Oaktree Capital Management LLC is planning a new distressed debt fund as recent credit market turmoil throws up investment opportunities.
“High-yield bonds, loans and CLO tranches, for example, offer markedly better opportunities than they did in the very recent past,” co-founder Howard Marks said in a March 16 client note titled ‘A Different World’.
“In recent years, the opportunities in U.S. distressed debt have been few, far between and highly concentrated in energy and retail,” Marks said. “Now it’s clear that companies of all kinds are likely to find that revenues decline faster than costs, run into cash flow problems and be denied access to the capital markets.”
As a result, Marks said Oaktree, one of the world’s biggest buyers of debt in companies that are struggling or already in bankruptcy, is making preparations for “organizing our next distressed debt fund.” “We feel it’s important to start that process now,” he said.

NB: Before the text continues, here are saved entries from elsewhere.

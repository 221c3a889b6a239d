//! # xshacl-explain
//!
//! Command-line front end for the explanation cache.
//!
//! ## CLI Usage
//!
//! ```bash
//! # Explain violations in English and Spanish with a local Ollama model
//! xshacl-explain explain --violations violations.json --shapes shapes.nt \
//!     --data data.nt --store .xshacl-cache --lang en --lang es
//!
//! # Use a hosted model (reads OPENAI_API_KEY)
//! xshacl-explain explain --violations violations.json --store .xshacl-cache \
//!     --model gpt-4o-mini --format json
//!
//! # Look at the cache
//! xshacl-explain stats --store .xshacl-cache
//! xshacl-explain inspect --store .xshacl-cache <signature-hex>
//! xshacl-explain export --store .xshacl-cache --output cache.ttl
//!
//! # Show how records are canonicalized
//! xshacl-explain signature --violations violations.json
//! ```

pub mod cli;
pub mod client;
pub mod error;
pub mod input;

pub use cli::{ExitCode, ExplainCli, ExplainCommands, OutputFormat};
pub use client::{GeneratorConfig, OpenAiGenerator, Provider};
pub use error::{CliError, Result};

use tracing_subscriber::EnvFilter;

/// Install the global tracing subscriber.
///
/// `RUST_LOG` wins when set; otherwise the level follows `-v` / `--quiet`.
pub fn init_tracing(verbose: u8, quiet: bool, json: bool) {
    let level = match (quiet, verbose) {
        (true, _) => "error",
        (false, 0) => "warn",
        (false, 1) => "info",
        (false, 2) => "debug",
        (false, _) => "trace",
    };
    let filter = EnvFilter::try_from_default_env().unwrap_or_else(|_| EnvFilter::new(level));

    let builder = tracing_subscriber::fmt()
        .with_env_filter(filter)
        .with_writer(std::io::stderr)
        .with_target(false);

    if json {
        builder.json().init();
    } else {
        builder.init();
    }
}

/// Run the CLI and map any error to an exit code
pub async fn run_cli(cli: ExplainCli) -> ExitCode {
    match cli::run(cli).await {
        Ok(code) => code,
        Err(e) => {
            eprintln!("Error: {}", e);
            ExitCode::from(&e)
        }
    }
}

A representative from Oaktree declined to comment.
The escalating coronavirus pandemic has caused the worst sell-off since the global financial crisis and deepened stress in credit markets. U.S. investment-grade bond spreads are at their highest since 2009, while high-yield spreads are at the widest since 2011.
“Yield spreads have widened substantially, and people who were thinking about investing when opportunities improved (or who contracted to do so) understand that there’s been great progress in that direction,” Marks said. “We fully intend to take advantage of the improved investment opportunities.”